It was so much fun — you sang. You danced. You were the life of the party. Now you’re looking at the pictures and really wish the margaritas and champagne had not been quite so delicious.
Researchers reported Monday they’ve found a gene that might help explain why so many people find alcohol irresistible, and why others are able to abstain from more than a drink or two.
The gene is called beta-Klotho, and it seems to act as a brake on drinking alcohol. Mice engineered to lack this gene seem to like alcohol much more and certainly choose to drink more alcohol than normal mice, the researchers found.
And people have the same gene. Looking at the records of more than 100,000 people of European descent, they found people with one version of beta-Klotho reported they drink less on average.
“There was a clear variation in this one gene in the people that liked to drink more versus less,” said Dr. David Mangelsdorf of the University of Texas Southwestern Medical Center, who worked on the study.
About 42 percent of the people in the study had the low-drinking version of the gene, which had just one tiny difference — called a single-nucleotide polymorphism or SNP — from the version seen in most people.
Mangelsdorf hopes to use this finding as the basis for a better treatment not just for alcoholism, but also for other types of people who drink too much.
"There is no drug available that suppresses the desire to drink alcohol. Nothing," Mangelsdorf told NBC News.
"There are drugs that alcoholics take that make them sick."
It’s not small problem. “Excessive alcohol consumption is a major public health problem worldwide, causing an estimated 3.3 million deaths in 2012,” Mangelsdorf and colleagues wrote in their report, published in the Proceedings of the National Academy of Sciences.
Heavy alcohol intake can raise the risk of many different types of cancer, including breast and liver cancer, as well as heart disease. It can also damage the liver in other ways and hurt relationships and success at work.

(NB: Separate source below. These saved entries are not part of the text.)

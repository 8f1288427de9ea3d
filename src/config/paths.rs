//! Tilde (`~`) expansion for configured paths.

use std::path::{Path, PathBuf};

/// Expand a leading `~` to the home directory, returning a new path.
pub fn expand_tilde_path(path: &Path) -> PathBuf {
    match (path.strip_prefix("~"), dirs::home_dir()) {
        (Ok(rest), Some(home)) => home.join(rest),
        _ => path.to_path_buf(),
    }
}

/// Expand a leading `~` in place.
pub fn expand_tilde(path: &mut PathBuf) {
    *path = expand_tilde_path(path);
}
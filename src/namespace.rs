//! Mapping between project names and storage namespace identifiers.
//!
//! Normalization is lossy: `My Project`, `my-project` and `my_project` all
//! share one namespace. The original spelling is kept in each memory's
//! `project` metadata field, never recovered from the namespace id.

/// Prefix carried by every namespace that holds memories.
pub const NAMESPACE_PREFIX: &str = "memories_";

/// Resolve the namespace identifier for a project name.
pub fn collection_name(project: &str) -> String {
    let safe = project.replace(['-', ' '], "_").to_lowercase();
    format!("{NAMESPACE_PREFIX}{safe}")
}

/// Strip the namespace prefix, returning the normalized project name.
///
/// Returns `None` for identifiers outside the memory namespace family.
pub fn project_from_collection(name: &str) -> Option<&str> {
    name.strip_prefix(NAMESPACE_PREFIX)
}

/// True if the identifier belongs to the memory namespace family.
pub fn is_memory_namespace(name: &str) -> bool {
    name.starts_with(NAMESPACE_PREFIX)
}
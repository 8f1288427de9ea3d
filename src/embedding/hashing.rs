//! Deterministic feature-hashing embedder.
//!
//! Each lowercase word is hashed (FNV-1a) into one of `EMBEDDING_DIMS`
//! buckets with a hash-derived sign. Texts sharing words end up close in
//! cosine distance; texts sharing none are orthogonal. No model download.

use super::{EMBEDDING_DIMS, Embedder, l2_normalize};
use crate::errors::Error;

const FNV_OFFSET: u64 = 0xcbf2_9ce4_8422_2325;
const FNV_PRIME: u64 = 0x0000_0100_0000_01b3;

/// Bag-of-words embedder built on the hashing trick.
#[derive(Debug, Default, Clone)]
pub struct HashingEmbedder;

impl HashingEmbedder {
    pub fn new() -> Self {
        HashingEmbedder
    }
}

fn fnv1a(bytes: &[u8]) -> u64 {
    bytes.iter().fold(FNV_OFFSET, |hash, &b| {
        (hash ^ b as u64).wrapping_mul(FNV_PRIME)
    })
}

impl Embedder for HashingEmbedder {
    fn embed(&mut self, text: &str) -> Result<Vec<f32>, Error> {
        let mut vector = vec![0.0f32; EMBEDDING_DIMS];
        let words = text
            .split(|c: char| !c.is_alphanumeric())
            .filter(|w| !w.is_empty())
            .map(str::to_lowercase);

        for word in words {
            let hash = fnv1a(word.as_bytes());
            let bucket = (hash % EMBEDDING_DIMS as u64) as usize;
            let sign = if (hash >> 63) == 0 { 1.0 } else { -1.0 };
            vector[bucket] += sign;
        }

        if vector.iter().all(|&x| x == 0.0) {
            return Ok(vector);
        }
        Ok(l2_normalize(&vector))
    }
}
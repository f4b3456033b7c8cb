//! Capability implementation descriptors.
//!
//! A descriptor identifies one concrete implementation of a capability
//! interface plus its selection hints. Selection hints are ordinary fields
//! set at registration time, never discovered by runtime introspection.

use std::any::Any;
use std::fmt;
use std::sync::Arc;

/// An instantiated capability implementation. Callers downcast to the
/// concrete handle type behind the capability interface.
pub type CapabilityInstance = Arc<dyn Any + Send + Sync>;

type FactoryFn = dyn Fn() -> anyhow::Result<CapabilityInstance> + Send + Sync;
type EnabledFn = dyn Fn() -> bool + Send + Sync;

/// One concrete implementation of a capability interface.
///
/// Descriptors are immutable after discovery; the registry holds them as a
/// set and never mutates one.
#[derive(Clone)]
pub struct CapabilityDescriptor {
    id: String,
    capability: String,
    version: Option<semver::Version>,
    factory: Arc<FactoryFn>,
    enabled: Arc<EnabledFn>,
    exclude_first: bool,
    fallback: bool,
}

impl CapabilityDescriptor {
    /// Creates a descriptor with a raw factory producing an untyped
    /// instance.
    pub fn new<F>(id: impl Into<String>, capability: impl Into<String>, factory: F) -> Self
    where
        F: Fn() -> anyhow::Result<CapabilityInstance> + Send + Sync + 'static,
    {
        Self {
            id: id.into(),
            capability: capability.into(),
            version: None,
            factory: Arc::new(factory),
            enabled: Arc::new(|| true),
            exclude_first: false,
            fallback: false,
        }
    }

    /// Creates a descriptor from a typed factory; the produced value is
    /// wrapped for downcast-based access.
    pub fn from_fn<T, F>(id: impl Into<String>, capability: impl Into<String>, factory: F) -> Self
    where
        T: Send + Sync + 'static,
        F: Fn() -> anyhow::Result<T> + Send + Sync + 'static,
    {
        Self::new(id, capability, move || {
            factory().map(|value| Arc::new(value) as CapabilityInstance)
        })
    }

    /// Sets the implementation version, used for diagnostics.
    pub fn with_version(mut self, version: semver::Version) -> Self {
        self.version = Some(version);
        self
    }

    /// Lowers selection priority. Test and fallback implementations carry
    /// this so they never silently shadow a production implementation.
    pub fn with_exclude_first(mut self, exclude_first: bool) -> Self {
        self.exclude_first = exclude_first;
        self
    }

    /// Marks the descriptor as the fallback, selected only when no other
    /// enabled candidate exists.
    pub fn with_fallback(mut self, fallback: bool) -> Self {
        self.fallback = fallback;
        self
    }

    /// Installs a capability-specific "is this applicable on this host"
    /// predicate. The default predicate always returns true.
    pub fn with_enabled<F>(mut self, enabled: F) -> Self
    where
        F: Fn() -> bool + Send + Sync + 'static,
    {
        self.enabled = Arc::new(enabled);
        self
    }

    /// Unique implementation id.
    pub fn id(&self) -> &str {
        &self.id
    }

    /// Capability interface this implementation provides.
    pub fn capability(&self) -> &str {
        &self.capability
    }

    /// Implementation version, if declared.
    pub fn version(&self) -> Option<&semver::Version> {
        self.version.as_ref()
    }

    /// Whether this descriptor has lowered selection priority.
    pub fn is_exclude_first(&self) -> bool {
        self.exclude_first
    }

    /// Whether this descriptor is the fallback implementation.
    pub fn is_fallback(&self) -> bool {
        self.fallback
    }

    /// Evaluates the applicability predicate.
    pub fn is_enabled(&self) -> bool {
        (self.enabled)()
    }

    /// Produces a new instance of the implementation.
    pub fn create(&self) -> anyhow::Result<CapabilityInstance> {
        (self.factory)()
    }
}

impl fmt::Debug for CapabilityDescriptor {
    fn fmt(&self, f: &mut fmt::Formatter<'_>) -> fmt::Result {
        f.debug_struct("CapabilityDescriptor")
            .field("id", &self.id)
            .field("capability", &self.capability)
            .field("version", &self.version)
            .field("exclude_first", &self.exclude_first)
            .field("fallback", &self.fallback)
            .finish()
    }
}

#[cfg(test)]
mod tests {
    use super::*;

    #[test]
    fn builder_flags_default_off() {
        let d = CapabilityDescriptor::from_fn("yaml-basic", "yaml-codec", || Ok(42_u32));
        assert!(!d.is_exclude_first());
        assert!(!d.is_fallback());
        assert!(d.is_enabled());
        assert_eq!(d.capability(), "yaml-codec");
    }

    #[test]
    fn typed_factory_round_trips_through_downcast() {
        let d = CapabilityDescriptor::from_fn("yaml-basic", "yaml-codec", || Ok(7_u32));
        let instance = d.create().unwrap();
        let value = instance.downcast::<u32>().unwrap();
        assert_eq!(*value, 7);
    }

    #[test]
    fn enabled_predicate_is_invoked() {
        let d = CapabilityDescriptor::from_fn("probe", "transport", || Ok(()))
            .with_enabled(|| false);
        assert!(!d.is_enabled());
    }
}
//! Split-package bootstrap for shopfloor service deployments.
//!
//! A split deployment separates shared/common code from service-specific
//! code into distinct archives. This crate assembles the child-first loader
//! chain over those archives, loads the service's entry unit through the
//! final loader, invokes it, and propagates its exit code. Exit codes
//! 120..=124 are reserved for startup failures so operators can distinguish
//! packaging problems from application bugs.

pub mod bootstrap;
pub mod classpath;
pub mod error;

pub use bootstrap::{BootState, Bootstrap, ENTRY_SYMBOL};
pub use error::{process_exit_code, StartupError};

“Excessive alcohol consumption is a major public health problem worldwide, causing an estimated 3.3 million deaths in 2012."

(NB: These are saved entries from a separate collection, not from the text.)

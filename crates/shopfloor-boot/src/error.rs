//! Bootstrap error taxonomy and exit-code mapping.

use std::path::PathBuf;

use shopfloor_core::error::{IndexError, LoaderError};
use thiserror::Error;

/// Startup failures. All of them stem from static packaging mistakes, so
/// none is retried; each maps to a dedicated exit code in the 120..=124
/// range, distinct from the delegated application's own failure codes.
#[derive(Debug, Error)]
pub enum StartupError {
    /// The classpath descriptor file is missing, unreadable, or empty.
    #[error("cannot read classpath descriptor {path}: {reason}")]
    Descriptor { path: PathBuf, reason: String },

    /// An archive listed in the classpath descriptor does not exist.
    #[error("classpath archive missing: {path}")]
    MissingArchive { path: PathBuf },

    /// The entry unit could not be resolved through the assembled chain.
    #[error("entry unit {name} not found (searched {depth} loader(s))")]
    EntryUnresolved { name: String, depth: usize },

    /// The entry unit loaded but could not be invoked.
    #[error("cannot invoke entry unit {name}: {reason}")]
    EntryInvocation { name: String, reason: String },

    /// Loader-level failure while assembling or using the chain.
    #[error(transparent)]
    Loader(#[from] LoaderError),

    /// Index-level failure while reading or building an archive index.
    #[error(transparent)]
    Index(#[from] IndexError),
}

impl StartupError {
    /// Process exit code for this failure. The whole range is reserved for
    /// startup failures so operators can tell a packaging problem from an
    /// application bug.
    pub fn exit_code(&self) -> i32 {
        match self {
            StartupError::Descriptor { .. } => 120,
            StartupError::MissingArchive { .. } => 121,
            StartupError::EntryUnresolved { .. } => 122,
            StartupError::EntryInvocation { .. } => 123,
            StartupError::Loader(_) | StartupError::Index(_) => 124,
        }
    }
}

/// Narrows a delegated exit code to the process exit range. Codes already in
/// `0..=255` pass through verbatim; anything else is truncated to its low
/// byte so a failure stays a failure, and the rare wrap to zero lands on 125
/// (the remaining code of the reserved startup range) instead of success.
pub fn process_exit_code(code: i32) -> u8 {
    match u8::try_from(code) {
        Ok(code) => code,
        Err(_) => match code as u8 {
            0 => 125,
            truncated => truncated,
        },
    }
}

#[cfg(test)]
mod tests {
    use super::*;

    #[test]
    fn exit_codes_stay_in_reserved_range() {
        let errors = [
            StartupError::Descriptor {
                path: "cp".into(),
                reason: "gone".into(),
            },
            StartupError::MissingArchive { path: "a.zip".into() },
            StartupError::EntryUnresolved {
                name: "svc.main".into(),
                depth: 3,
            },
            StartupError::EntryInvocation {
                name: "svc.main".into(),
                reason: "no symbol".into(),
            },
            StartupError::Loader(LoaderError::Closed),
        ];
        for e in &errors {
            assert!((120..=124).contains(&e.exit_code()), "{:?}", e);
        }
    }

    #[test]
    fn delegated_failure_codes_never_map_to_success() {
        assert_eq!(process_exit_code(0), 0);
        assert_eq!(process_exit_code(7), 7);
        assert_eq!(process_exit_code(255), 255);
        assert_eq!(process_exit_code(-1), 255);
        assert_eq!(process_exit_code(-2), 254);
        assert_eq!(process_exit_code(256), 125);
        assert_eq!(process_exit_code(-256), 125);
        assert_eq!(process_exit_code(300), 44);
    }
}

According to the Substance Abuse and Mental Health Services Administration, 140 million Americans drink alcohol. About 23 percent can be classified as binge drinkers — four to five drinks in a row for most people — and 6 percent are heavy drinkers who do this five or more days a month.
The National Institute on Alcohol Abuse and Alcoholism defines low-risk drinking for women as imbibing no more than three drinks on any single day and no more than seven drinks a week. For men, it is defined as no more than four drinks on any single day and no more than 14 drinks a week.

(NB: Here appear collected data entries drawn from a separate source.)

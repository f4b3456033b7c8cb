//! Error types for archive indexing and plugin loading.

use std::path::PathBuf;

use thiserror::Error;

/// Errors raised while building, reading, or writing an archive index.
#[derive(Debug, Error)]
pub enum IndexError {
    /// Underlying file or stream I/O failed.
    #[error("index I/O error: {0}")]
    Io(#[from] std::io::Error),

    /// The index file did not match the expected layout.
    #[error("malformed index at line {line}: {reason}")]
    Malformed { line: usize, reason: String },

    /// An archive to be indexed could not be opened or scanned.
    #[error("cannot index archive {path}: {reason}")]
    Archive { path: PathBuf, reason: String },
}

/// Errors raised by the indexed loader.
///
/// Archive-level failures are never swallowed: an archive referenced by the
/// index that cannot be opened is a packaging-integrity violation, not a
/// normal "not found".
#[derive(Debug, Error)]
pub enum LoaderError {
    /// An archive referenced by the index cannot be opened, or an indexed
    /// entry is missing from it.
    #[error("archive unavailable: {path}: {reason}")]
    ArchiveUnavailable { path: PathBuf, reason: String },

    /// Neither this loader's index nor any parent in the chain knows the
    /// requested unit. `depth` is the number of loaders searched.
    #[error("unit not found: {name} (searched {depth} loader(s))")]
    UnitNotFound { name: String, depth: usize },

    /// Operation attempted after `close()`. Always a programming error,
    /// never silently ignored.
    #[error("loader is closed")]
    Closed,
}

Researchers have already found genes associated with how well people metabolize alcohol. People with sensitivities to alcohol — who either get drunk easily or who get sick from drinking — often avoid it.
But others naturally drink lightly or not at all.
Related: Gene May Discourage Heavy Drinking
The UTSW team worked with other research teams across the U.S., Europe and in China to see if there is a gene for controlled drinking. They did what’s called a genome-wide association study, screening all the genes in people to see if they could associate it with behavior.
They think they found such a link with beta-Klotho. Like so many genes, it doesn’t act by itself but works with genes called FGF21 and FGF19. These two genes control hormones with the same names that are associated with alcohol preferences, as well as for craving sweet foods.
“FGF21 is part of a liver–brain feedback loop that limits the consumption of simple sugars,” the team wrote.
Tests in mice showed that when they did not have beta-Klotho, they strongly preferred water laced with alcohol to plain water, even when dosed with FGF21 hormone. Monkeys given FGF21 hormone crave sweet drinks less, Mangelsdorf said. "We think it's through the same mechanism as the desire to drink alcohol," Mangelsdorf said.
So it looks like the two genes act together to control alcohol consumption. “Our results suggest that this pathway could be targeted pharmacologically for reducing the desire for alcohol,” the team wrote.
Mangelsdorf’s team has already found that FGF21 affects weight loss and perhaps the immune system too. Teams are working to develop the hormone as a treatment for obesity and other conditions.
“This is a hormone with some remarkable pharmacologic effects,” Mangelsdorf said in a statement. “The current study suggests that the FGF21-beta-Klotho pathway regulates alcohol consumption in humans and seems to point to a mechanism that we might be able to influence in order to reduce alcohol intake.”
“If we are able to identify people with heavy, unhealthy or alcohol use disorders who have this genetic variant, we can specially target this complex,” said Dr. Sidarth Wakhlu, a psychiatrist who heads UTSW’s addiction division.